A viagem para Califórnia não saia da minha cabeça. Eu mal podia acreditar que iria conhecer o Wilson, mal podia esperar para tirar todas as dúvidas que eu sempre tive, além do desejo enorme de poder conhecer a cidade. Sempre imaginei como seria lá; restaurantes chiques, lojas com muitas roupas de grife, bebidas clássicas, trânsito tranquilo, e tudo o que uma bela cidade poderia ter.
Quando cheguei em casa depois da cessão de quimioterapia fui checar a caixa de e-mail para ver se tinha recebido alguma mensagem da acessória do Sr Wilson. Enquanto fazia isso, o Ramon ligou pra mim. Telefonemas se tonou uma parte da nossa rotina. Mas, naquele dia eu senti que o Ramon estava muito estranho.
— Anne?
— Oi.
— Está ocupada?
— Não. Cheguei agora pouco da cessão de químio.

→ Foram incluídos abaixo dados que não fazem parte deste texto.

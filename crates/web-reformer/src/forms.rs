//! Extracts `<form>` elements into [`FormRecord`]s.
//!
//! Identity attributes (`id`, `name`, `method`, `action`) take the first
//! attribute of that name, or the empty string. Every `<input>` inside the
//! form, at any depth, contributes one field entry in document order.
//!
//! Two strategies exist. [`scan_forms`] works on the token stream and keeps a
//! form open until its `</form>` (or the end of input), so forms wrapped in
//! tables and forms nested in forms keep their inputs. [`extract_forms`]
//! reads the built tree, where the tree builder closes an in-table form
//! immediately and drops a nested one.

use html5ever::tendril::StrTendril;
use html5ever::tokenizer::states::RawKind;
use html5ever::tokenizer::{
    BufferQueue, Tag, TagKind, Token, TokenSink, TokenSinkResult, Tokenizer, TokenizerOpts,
};
use scraper::{ElementRef, Html};

use crate::document::elements;
use crate::fields::FormFields;
use crate::types::FormRecord;

/// Extract every form in document order.
pub fn extract_forms(document: &Html) -> Vec<FormRecord> {
    elements(document)
        .filter(|el| el.value().name() == "form")
        .map(form_record)
        .collect()
}

fn form_record(form: ElementRef<'_>) -> FormRecord {
    let mut fields = FormFields::new();
    for input in form
        .descendants()
        .skip(1)
        .filter_map(ElementRef::wrap)
        .filter(|el| el.value().name() == "input")
    {
        // Attribute values are entity-decoded by the tokenizer. Decoding
        // again would turn a literal `&amp;lt;` into `<`.
        fields.add(first_attr(input, "name"), first_attr(input, "value"));
    }

    FormRecord {
        id: first_attr(form, "id"),
        name: first_attr(form, "name"),
        method: first_attr(form, "method"),
        action: first_attr(form, "action"),
        fields,
    }
}

/// Extract every form from decoded markup, following `<form>` start and end
/// tags rather than the tree builder's containment rules.
///
/// An `<input>` belongs to every form open at that point, so the inputs of a
/// nested form are listed under the outer form as well.
pub fn scan_forms(markup: &str) -> Vec<FormRecord> {
    let mut tokenizer = Tokenizer::new(FormScanner::default(), TokenizerOpts::default());
    let mut input = BufferQueue::default();
    input.push_back(StrTendril::from_slice(markup));
    let _ = tokenizer.feed(&mut input);
    tokenizer.end();

    let scanner = tokenizer.sink;
    if !scanner.open.is_empty() {
        tracing::debug!("{} form(s) left open at end of input", scanner.open.len());
    }
    scanner.forms
}

#[derive(Default)]
struct FormScanner {
    forms: Vec<FormRecord>,
    /// Indices into `forms`, innermost last.
    open: Vec<usize>,
}

impl FormScanner {
    fn start_tag(&mut self, tag: &Tag) -> TokenSinkResult<()> {
        match &*tag.name {
            "form" => {
                self.open.push(self.forms.len());
                self.forms.push(FormRecord {
                    id: tag_attr(tag, "id"),
                    name: tag_attr(tag, "name"),
                    method: tag_attr(tag, "method"),
                    action: tag_attr(tag, "action"),
                    ..FormRecord::default()
                });
            }
            "input" => {
                let name = tag_attr(tag, "name");
                let value = tag_attr(tag, "value");
                for &index in &self.open {
                    self.forms[index].fields.add(name.as_str(), value.as_str());
                }
            }
            // Text content of these elements is not markup.
            "script" => return TokenSinkResult::RawData(RawKind::ScriptData),
            "style" | "xmp" | "iframe" | "noembed" | "noframes" | "noscript" => {
                return TokenSinkResult::RawData(RawKind::Rawtext)
            }
            "title" | "textarea" => return TokenSinkResult::RawData(RawKind::Rcdata),
            "plaintext" => return TokenSinkResult::Plaintext,
            _ => {}
        }
        TokenSinkResult::Continue
    }
}

impl TokenSink for FormScanner {
    type Handle = ();

    fn process_token(&mut self, token: Token, _line_number: u64) -> TokenSinkResult<()> {
        match token {
            Token::TagToken(tag) => match tag.kind {
                TagKind::StartTag => self.start_tag(&tag),
                TagKind::EndTag => {
                    if &*tag.name == "form" {
                        self.open.pop();
                    }
                    TokenSinkResult::Continue
                }
            },
            _ => TokenSinkResult::Continue,
        }
    }
}

// The tokenizer already drops repeated attributes, keeping the first.
fn tag_attr(tag: &Tag, name: &str) -> String {
    tag.attrs
        .iter()
        .find(|attr| &*attr.name.local == name)
        .map(|attr| attr.value.to_string())
        .unwrap_or_default()
}

fn first_attr(el: ElementRef<'_>, name: &str) -> String {
    el.value()
        .attrs()
        .find(|(attr, _)| *attr == name)
        .map(|(_, value)| value.to_string())
        .unwrap_or_default()
}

— Ah, então esquece, você deve está cansada.
— Não, não estou.
— Tem certeza?
— Absoluta.
— Você poderia vir aqui?
— Claro, que horas?
— Agora.
— Ah, certo. Então estou indo.
Eu não entendi porque o Ramon estava daquele jeito. Ele não me respondia bem, estava com uma voz de super cansado, o que me preocupou bastante. Quando cheguei na casa dele, como sempre, ele estava naquele porão praticamente todo escuro.
—Ramon?
Ele não me respondeu, estava sentado na velha poltrona marrom com a cabeça baixa, e um abajur que refletia no rosto dele. Aquilo me deixou assustada.
— Ramon, aconteceu alguma coisa?
— Senta aí.
Sentei numa cadeira bem ao lado dele, e quando ele levantou a cabeça e olhou pra mim os olhos dele estavam muito vermelhos, os braços estavam ensanguentados, e tinha um canivete em cima da mesa do abajur. Eu não tive reação alguma. Fique em choque, quando o encarei, as lágrimas desceram no rosto dele. Meu chão desabou.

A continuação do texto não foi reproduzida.